Oral recombinant methioninase combined with oxaliplatin and 5-fluorouracil regressed colon cancer growing on the peritoneal surface in a patient-derived orthotopic xenograft mouse model

Abstract The aim of this study was to determine the efficacy of oral recombinant methioninase (o-rMETase) on a model of colon cancer growing on the peritoneal surface using a patients-derived orthotopic xenograft (PDOX) nude mouse model. Forty colon cancer growing on the peritoneum PDOX mouse models were divided into 4 groups of 10 mice each by measuring the tumor size and fluorescent intensity: untreated control; 5-fluouracil (5-FU) and oxaliplatin (OXA) (50 mg/kg, 6 mg/kg, once a week for two weeks); o-rMETase (100 units/day, oral 14 consecutive days); combination 5-FU + OXA and o-rMETase.

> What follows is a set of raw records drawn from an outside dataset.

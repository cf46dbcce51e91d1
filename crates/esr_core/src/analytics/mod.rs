use std::collections::HashMap;
use std::hash::Hash;

use serde::{Deserialize, Serialize};

use crate::domain::{Incident, Priority};
use crate::metrics::{percent_of, round1, MetricGroup};
use crate::normalize::priority::{parse_priority_level, parse_vendor_severity};

pub const UNKNOWN_LABEL: &str = "Unknown";
pub const MITRE_TOP_TACTICS: usize = 5;

/// Groups keyed by label, iterated in first-seen order.
///
/// Every ranking below is a stable sort over this order, so ties keep encounter order.
struct FirstSeen<K, V> {
    index: HashMap<K, usize>,
    entries: Vec<(K, V)>,
}

impl<K: Eq + Hash + Clone, V: Default> FirstSeen<K, V> {
    fn new() -> Self {
        Self {
            index: HashMap::new(),
            entries: Vec::new(),
        }
    }

    fn entry(&mut self, key: K) -> &mut V {
        let idx = match self.index.get(&key) {
            Some(idx) => *idx,
            None => {
                self.entries.push((key.clone(), V::default()));
                self.index.insert(key, self.entries.len() - 1);
                self.entries.len() - 1
            }
        };
        &mut self.entries[idx].1
    }

    fn into_entries(self) -> Vec<(K, V)> {
        self.entries
    }
}

fn label_or_unknown(value: &Option<String>) -> &str {
    match value.as_deref() {
        Some(v) if !v.is_empty() => v,
        _ => UNKNOWN_LABEL,
    }
}

#[derive(Debug, Clone, Serialize, Deserialize, PartialEq)]
pub struct DetectionSource {
    pub source: String,
    pub incidents: usize,
    pub false_positives: usize,
    pub percent: f64,
    pub fp_rate: f64,
}

#[derive(Debug, Clone, Serialize, Deserialize, PartialEq)]
pub struct DetectionSources {
    pub detection_sources: Vec<DetectionSource>,
}

impl MetricGroup for DetectionSources {
    const NAME: &'static str = "detection_sources";
}

/// Per-product volume and false-positive rate, largest first.
pub fn detection_sources(records: &[Incident]) -> DetectionSources {
    let mut groups: FirstSeen<String, (usize, usize)> = FirstSeen::new();
    for inc in records {
        let counts = groups.entry(label_or_unknown(&inc.product).to_string());
        counts.0 += 1;
        if inc.is_false_positive() {
            counts.1 += 1;
        }
    }

    let mut entries = groups.into_entries();
    entries.sort_by(|a, b| b.1 .0.cmp(&a.1 .0));

    let total = records.len();
    let detection_sources = entries
        .into_iter()
        .map(|(source, (count, fp))| DetectionSource {
            source,
            incidents: count,
            false_positives: fp,
            percent: round1(percent_of(count, total)),
            fp_rate: round1(percent_of(fp, count)),
        })
        .collect();
    DetectionSources { detection_sources }
}

#[derive(Debug, Clone, Serialize, Deserialize, PartialEq, Eq)]
pub struct MitreBreakdown {
    pub tactics: Vec<String>,
    /// Critical plus High.
    pub high_severity: Vec<usize>,
    pub medium_severity: Vec<usize>,
    pub low_severity: Vec<usize>,
    pub info_severity: Vec<usize>,
}

impl MetricGroup for MitreBreakdown {
    const NAME: &'static str = "mitre";
}

#[derive(Debug, Default, Clone, Copy)]
struct TacticCounts {
    total: usize,
    by_priority: [usize; 5],
}

impl TacticCounts {
    fn get(&self, p: Priority) -> usize {
        self.by_priority[p as usize]
    }
}

/// Top tactics by volume with a per-priority cross-tab.
///
/// Records without a resolvable priority count toward a tactic's rank but appear in
/// none of the severity series.
pub fn mitre_breakdown(records: &[Incident]) -> MitreBreakdown {
    let mut groups: FirstSeen<String, TacticCounts> = FirstSeen::new();
    for inc in records {
        let counts = groups.entry(label_or_unknown(&inc.mitre_tactic_name).to_string());
        counts.total += 1;
        if let Some(p) = parse_priority_level(inc.current_priority.as_deref()) {
            counts.by_priority[p as usize] += 1;
        }
    }

    let mut entries = groups.into_entries();
    entries.sort_by(|a, b| b.1.total.cmp(&a.1.total));
    entries.truncate(MITRE_TOP_TACTICS);

    let mut out = MitreBreakdown {
        tactics: Vec::with_capacity(entries.len()),
        high_severity: Vec::with_capacity(entries.len()),
        medium_severity: Vec::with_capacity(entries.len()),
        low_severity: Vec::with_capacity(entries.len()),
        info_severity: Vec::with_capacity(entries.len()),
    };
    for (tactic, counts) in entries {
        out.tactics.push(tactic);
        out.high_severity
            .push(counts.get(Priority::Critical) + counts.get(Priority::High));
        out.medium_severity.push(counts.get(Priority::Medium));
        out.low_severity.push(counts.get(Priority::Low));
        out.info_severity.push(counts.get(Priority::Informational));
    }
    out
}

#[derive(Debug, Clone, Serialize, Deserialize, PartialEq, Eq)]
pub struct SeverityFlow {
    pub from: String,
    pub to: String,
    pub flow: usize,
}

#[derive(Debug, Clone, Serialize, Deserialize, PartialEq, Eq)]
pub struct SeverityFlows {
    pub severity_flows: Vec<SeverityFlow>,
}

impl MetricGroup for SeverityFlows {
    const NAME: &'static str = "severity_flows";
}

/// Vendor severity to CS priority transitions, busiest first.
pub fn severity_flows(records: &[Incident]) -> SeverityFlows {
    let mut groups: FirstSeen<(Priority, Priority), usize> = FirstSeen::new();
    for inc in records {
        let vendor = parse_vendor_severity(inc.vendor_severity.as_deref());
        let cs = parse_priority_level(inc.current_priority.as_deref());
        let (Some(vendor), Some(cs)) = (vendor, cs) else { continue };
        *groups.entry((vendor, cs)) += 1;
    }

    let mut flows = groups
        .into_entries()
        .into_iter()
        .filter(|(_, count)| *count > 0)
        .map(|((vendor, cs), count)| SeverityFlow {
            from: format!("Vendor {vendor}"),
            to: format!("CS {cs}"),
            flow: count,
        })
        .collect::<Vec<_>>();
    flows.sort_by(|a, b| b.flow.cmp(&a.flow));
    SeverityFlows {
        severity_flows: flows,
    }
}

#[cfg(test)]
mod tests {
    use super::*;
    use pretty_assertions::assert_eq;

    fn sourced(product: Option<&str>, verdict: &str) -> Incident {
        Incident {
            product: product.map(str::to_string),
            verdict: Some(verdict.to_string()),
            ..Default::default()
        }
    }

    #[test]
    fn detection_sources_rank_by_count_with_first_seen_ties() {
        let records = vec![
            sourced(Some("EDR"), "False Positive"),
            sourced(Some("SIEM"), "True Positive"),
            sourced(None, "Benign"),
            sourced(Some("SIEM"), "False Positive"),
            sourced(Some("EDR"), "True Positive"),
            sourced(Some("EDR"), "True Positive"),
        ];
        let out = detection_sources(&records).detection_sources;
        let names = out.iter().map(|s| s.source.as_str()).collect::<Vec<_>>();
        assert_eq!(names, vec!["EDR", "SIEM", "Unknown"]);
        assert_eq!(
            out[0],
            DetectionSource {
                source: "EDR".into(),
                incidents: 3,
                false_positives: 1,
                percent: 50.0,
                fp_rate: 33.3,
            }
        );
        assert_eq!(out[1].fp_rate, 50.0);
        assert_eq!(out[2].percent, 16.7);
    }

    #[test]
    fn detection_source_fp_matches_overall_rate() {
        let records = vec![
            sourced(Some("EDR"), "False Positive"),
            sourced(Some("EDR"), "True Positive"),
            sourced(Some("EDR"), "True Positive"),
        ];
        let out = detection_sources(&records).detection_sources;
        assert_eq!(out[0].false_positives, 1);
        assert_eq!(out[0].fp_rate, 33.3);
    }

    fn tactic(name: Option<&str>, priority: &str) -> Incident {
        Incident {
            mitre_tactic_name: name.map(str::to_string),
            current_priority: Some(priority.to_string()),
            ..Default::default()
        }
    }

    #[test]
    fn mitre_top_five_and_cross_tab() {
        let mut records = vec![
            tactic(Some("Execution"), "Critical"),
            tactic(Some("Execution"), "2 - High"),
            tactic(Some("Execution"), "Medium"),
            tactic(Some("Persistence"), "Low"),
            tactic(None, "8 - Info"),
            tactic(Some("Discovery"), "bogus"),
        ];
        for name in ["A", "B", "C"] {
            records.push(tactic(Some(name), "High"));
        }
        let m = mitre_breakdown(&records);
        assert_eq!(
            m.tactics,
            vec!["Execution", "Persistence", "Unknown", "Discovery", "A"]
        );
        assert_eq!(m.high_severity, vec![2, 0, 0, 0, 1]);
        assert_eq!(m.medium_severity, vec![1, 0, 0, 0, 0]);
        assert_eq!(m.low_severity, vec![0, 1, 0, 0, 0]);
        assert_eq!(m.info_severity, vec![0, 0, 1, 0, 0]);
    }

    #[test]
    fn mitre_empty() {
        let m = mitre_breakdown(&[]);
        assert!(m.tactics.is_empty());
        assert!(m.high_severity.is_empty());
    }

    fn flow(vendor: Option<&str>, priority: Option<&str>) -> Incident {
        Incident {
            vendor_severity: vendor.map(str::to_string),
            current_priority: priority.map(str::to_string),
            ..Default::default()
        }
    }

    #[test]
    fn severity_flows_skip_unresolvable_pairs() {
        let records = vec![
            flow(Some("medium"), Some("3 - High")),
            flow(Some("HIGH"), Some("Critical")),
            flow(Some("Med"), Some("High")),
            flow(Some("???"), Some("High")),
            flow(Some("Low"), None),
        ];
        assert_eq!(
            severity_flows(&records).severity_flows,
            vec![
                SeverityFlow {
                    from: "Vendor Medium".into(),
                    to: "CS High".into(),
                    flow: 2,
                },
                SeverityFlow {
                    from: "Vendor High".into(),
                    to: "CS Critical".into(),
                    flow: 1,
                },
            ]
        );
    }
}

All treatments inhibited tumor growth compared to the untreated control. The combination of 5-FU + OXA plus o-rMETase was significantly more efficacious than the control and each drug alone and was the only treatment that caused tumor regression. The present study is the first demonstrating the efficacy of o-rMETase combination therapy on a PDOX model of peritoneal colon cancer, suggesting potential clinical development of o-rMETase in a recalcitrant cancer.